CNTC NA MÍDIA - UOL | Lourival Figueiredo, secretário-geral da CNTC, fala sobre os demitidos da Casas Bahia

Funcionários demitidos da Casas Bahia em agosto, próximo ao pedido de recuperação judicial da empresa, relatam falta de pagamento de verbas rescisórias, bloqueio de benefícios e dificuldades financeiras, segundo levantamento divulgado pela CNTC (Confederação Nacional dos Trabalhadores no Comércio).

O que aconteceu

a CNTC reuniu relatos de 38 trabalhadores de oito estados que enfrentaram pendências após as demissões. Até hoje, os atrasos e a ausência de assistência relacionada sem solução, relatos de trabalhadores à confederação.

As principais atividades envolvem verbas rescisórias não pagas, problemas com o FGTS (Fundo de Garantia do Tempo de Serviço) e atrasos no seguro-desemprego. O levantamento da CNTC aponta que, do total de entrevistados, 26 declaram ter pendências nas rescisões, 12 passam por dificuldades financeiras, 12 têm problemas com o FGTS ou uma multa de 40%, e 10 não fornecem acesso ao seguro-desemprego.

O levantamento da entidade sindical traz relatos de trabalhadores que apontam dificuldades financeiras para garantir necessidades básicas. "Estamos com dívidas atrasadas e até sem comer" e "Tenho casa para pagar, contas (...) estou desesperado" são alguns dos relatos divulgados pela entidade.

Procurada pelo UOL, a Casas Bahia disse que as rescisões seguem as regras de recuperação judicial, que priorizam créditos trabalhistas, e que os direitos dos trabalhadores continuam assegurados. Em nota, a empresa afirmou que os prazos de pagamento serão definidos pela Justiça, e que as informações para saque do FGTS e acesso ao seguro-desemprego já foram disponibilizadas conforme a lei.

“O Grupo Casas Bahia esclarece que, a partir do pedido de recuperação judicial, os valores relacionados às interrupções passam a seguir as regras e os procedimentos previstos nesse processo, que estabelece tratamento específico e prioritário para os créditos de natureza trabalhista. foram disponibilizados aos profissionais, nos termos da legislação. O Grupo Casas Bahia confirma a importância e a sensibilidade do momento e reforça seu compromisso em condução o tema com transparência, responsabilidade e a maior agilidade possível."

Demissões em massa

A Justiça revogou as demissões coletivas feitas pela empresa. No dia 2 de setembro, a Justiça do Trabalho negou o recurso do grupo para suspender uma liminar obtida pela CNTC, que suspendeu o desligamento de 1.900 trabalhadores.

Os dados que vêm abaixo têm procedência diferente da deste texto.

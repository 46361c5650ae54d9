//! Core type definitions shared across the ledger.
//!
//! Keep this module dependency-free within the crate: everything else imports
//! from here.

use std::fmt;
use std::str::FromStr;

use serde::{Deserialize, Serialize};

/// User identifier, assigned by the authentication collaborator.
pub type UserId = u64;

/// Wallet account identifier, assigned by the ledger store.
pub type AccountId = u64;

/// Verified caller identity, supplied by the authentication collaborator
/// on every call. The core trusts it completely and never consults any
/// ambient session state.
#[derive(Debug, Clone, PartialEq, Eq, Serialize, Deserialize)]
pub struct Identity {
    pub user_id: UserId,
    pub email: String,
}

impl Identity {
    pub fn new(user_id: UserId, email: impl Into<String>) -> Self {
        Self {
            user_id,
            email: email.into(),
        }
    }
}

/// OTP challenge identifier.
///
/// ULID-based: monotonic, sortable, no coordination needed.
#[derive(Debug, Clone, Copy, PartialEq, Eq, Hash, Serialize, Deserialize)]
#[serde(transparent)]
pub struct OtpId(ulid::Ulid);

impl OtpId {
    pub fn new() -> Self {
        Self(ulid::Ulid::new())
    }
}

impl Default for OtpId {
    fn default() -> Self {
        Self::new()
    }
}

impl fmt::Display for OtpId {
    fn fmt(&self, f: &mut fmt::Formatter<'_>) -> fmt::Result {
        write!(f, "{}", self.0)
    }
}

impl FromStr for OtpId {
    type Err = ulid::DecodeError;

    fn from_str(s: &str) -> Result<Self, Self::Err> {
        Ok(Self(ulid::Ulid::from_string(s)?))
    }
}

/// Pending transfer identifier (ULID).
#[derive(Debug, Clone, Copy, PartialEq, Eq, Hash, Serialize, Deserialize)]
#[serde(transparent)]
pub struct PendingTransferId(ulid::Ulid);

impl PendingTransferId {
    pub fn new() -> Self {
        Self(ulid::Ulid::new())
    }
}

impl Default for PendingTransferId {
    fn default() -> Self {
        Self::new()
    }
}

impl fmt::Display for PendingTransferId {
    fn fmt(&self, f: &mut fmt::Formatter<'_>) -> fmt::Result {
        write!(f, "{}", self.0)
    }
}

impl FromStr for PendingTransferId {
    type Err = ulid::DecodeError;

    fn from_str(s: &str) -> Result<Self, Self::Err> {
        Ok(Self(ulid::Ulid::from_string(s)?))
    }
}
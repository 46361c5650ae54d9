//! Pending transfer records and storage seam.

use async_trait::async_trait;
use chrono::{DateTime, Utc};
use dashmap::DashMap;
use rust_decimal::Decimal;
use serde::{Deserialize, Serialize};
use std::sync::Mutex;

use crate::core_types::{AccountId, PendingTransferId, UserId};

use super::error::FlowError;
use super::state::PendingState;

/// An OTP-verified transfer offer that has not yet touched the ledger.
///
/// Funds are NOT deducted while `state == Pending`: verifying identity does
/// not move money, it only creates a revocable offer.
#[derive(Debug, Clone, Serialize, Deserialize)]
pub struct PendingTransfer {
    pub id: PendingTransferId,
    pub sender_account: AccountId,
    pub sender_user: UserId,
    pub recipient_account: AccountId,
    pub recipient_user: UserId,
    pub amount: Decimal,
    pub purpose: Option<String>,
    pub state: PendingState,
    pub created_at: DateTime<Utc>,
    pub expires_at: DateTime<Utc>,
    pub accepted_at: Option<DateTime<Utc>>,
    pub cancelled_at: Option<DateTime<Utc>>,
}

impl PendingTransfer {
    /// Ledger idempotency key for this offer's commit: a duplicate accept
    /// call re-uses it and lands on the recorded receipt.
    pub fn reference_id(&self) -> String {
        format!("transfer_{}", self.id)
    }

    /// Still `Pending` but past its expiry: due for the lazy transition.
    pub fn is_expiry_due(&self, now: DateTime<Utc>) -> bool {
        self.state == PendingState::Pending && now >= self.expires_at
    }
}

#[async_trait]
pub trait PendingStore: Send + Sync {
    async fn create(&self, transfer: PendingTransfer) -> Result<(), FlowError>;

    async fn get(&self, id: PendingTransferId) -> Result<Option<PendingTransfer>, FlowError>;

    /// Atomic CAS transition: moves the row from `expected` to `next` and
    /// stamps the matching timestamp. Returns false when the row was not in
    /// `expected` (someone else won the race).
    async fn transition_if(
        &self,
        id: PendingTransferId,
        expected: PendingState,
        next: PendingState,
        at: DateTime<Utc>,
    ) -> Result<bool, FlowError>;

    /// Offers addressed to `user`, newest first.
    async fn list_incoming(&self, user: UserId) -> Result<Vec<PendingTransfer>, FlowError>;

    /// Offers sent by `user`, newest first.
    async fn list_outgoing(&self, user: UserId) -> Result<Vec<PendingTransfer>, FlowError>;
}

/// In-memory pending store.
#[derive(Default)]
pub struct MemoryPendingStore {
    transfers: DashMap<PendingTransferId, Mutex<PendingTransfer>>,
}

impl MemoryPendingStore {
    pub fn new() -> Self {
        Self::default()
    }

    fn list_matching<F>(&self, predicate: F) -> Vec<PendingTransfer>
    where
        F: Fn(&PendingTransfer) -> bool,
    {
        let mut matches: Vec<PendingTransfer> = self
            .transfers
            .iter()
            .map(|entry| entry.value().lock().unwrap().clone())
            .filter(|t| predicate(t))
            .collect();
        matches.sort_by(|a, b| b.created_at.cmp(&a.created_at));
        matches
    }
}

#[async_trait]
impl PendingStore for MemoryPendingStore {
    async fn create(&self, transfer: PendingTransfer) -> Result<(), FlowError> {
        self.transfers.insert(transfer.id, Mutex::new(transfer));
        Ok(())
    }

    async fn get(&self, id: PendingTransferId) -> Result<Option<PendingTransfer>, FlowError> {
        Ok(self
            .transfers
            .get(&id)
            .map(|entry| entry.value().lock().unwrap().clone()))
    }

    async fn transition_if(
        &self,
        id: PendingTransferId,
        expected: PendingState,
        next: PendingState,
        at: DateTime<Utc>,
    ) -> Result<bool, FlowError> {
        let entry = match self.transfers.get(&id) {
            Some(entry) => entry,
            None => return Ok(false),
        };
        let mut transfer = entry.value().lock().unwrap();
        if transfer.state != expected {
            return Ok(false);
        }
        transfer.state = next;
        match next {
            PendingState::Accepted => transfer.accepted_at = Some(at),
            PendingState::Cancelled => transfer.cancelled_at = Some(at),
            _ => {}
        }
        Ok(true)
    }

    async fn list_incoming(&self, user: UserId) -> Result<Vec<PendingTransfer>, FlowError> {
        Ok(self.list_matching(|t| t.recipient_user == user))
    }

    async fn list_outgoing(&self, user: UserId) -> Result<Vec<PendingTransfer>, FlowError> {
        Ok(self.list_matching(|t| t.sender_user == user))
    }
}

Com isso, os vínculos de trabalho e benefícios assistenciais deverão ser restabelecidos provisoriamente, enquanto o Grupo Casas Bahia aguarda o julgamento de outro recurso.

Para a CNTC, a demora judicial agrava a situação dos ex-funcionários . "A discussão deixou de ser apenas jurídica. O tempo da empresa e da Justiça não é o mesmo de quem tem aluguel, alimentação e filhos para sustentar", afirmou Lourival Figueiredo Melo, diretor da entidade.

A Confederação defende a negociação e orienta os trabalhadores a buscarem sindicatos locais. A entidade está aberta ao diálogo com a empresa, mas exige respostas concretas para amparar as famílias afetadas pelas demissões.

Recuperação judicial

Dispensas ocorreram em meio à renegociação de uma dívida bilionária de varejistas. O grupo protocolou pedido de recuperação judicial na Justiça de São Paulo para reorganizar R$ 17,3 bilhões em débitos, fechar após 298 lojas em sua operação de reestruturação.

Plano de recuperação judicial inclui a prorrogação de dívidas trabalhistas. Isso pode atrasar e reduzir os valores de rescisão de ex-funcionários.

A Justiça destacou que a crise econômica não anula o dever de proteger os trabalhadores. A fundamentação judicial aponta que a recuperação da empresa precisa caminhar em harmonia com a preservação dos postos de trabalho e a sustentabilidade social.

Entendimento judicial segue diretriz do STF (Supremo Tribunal Federal) sobre demissões em massa. A tese do tribunal supremo estabelece que a negociação coletiva prévia é um requisito indispensável para dispensas coletivas, embora não exija acordo formal prévio.

"Queremos que a Casas Bahia supere esse momento, preserve sua atividade econômica e continue gerando combustíveis. Mas a recuperação da empresa precisa caminhar junto com a proteção de quem ajudou a construir-la." - Lourival Figueiredo Melo, diretor secretário-geral da CNTC.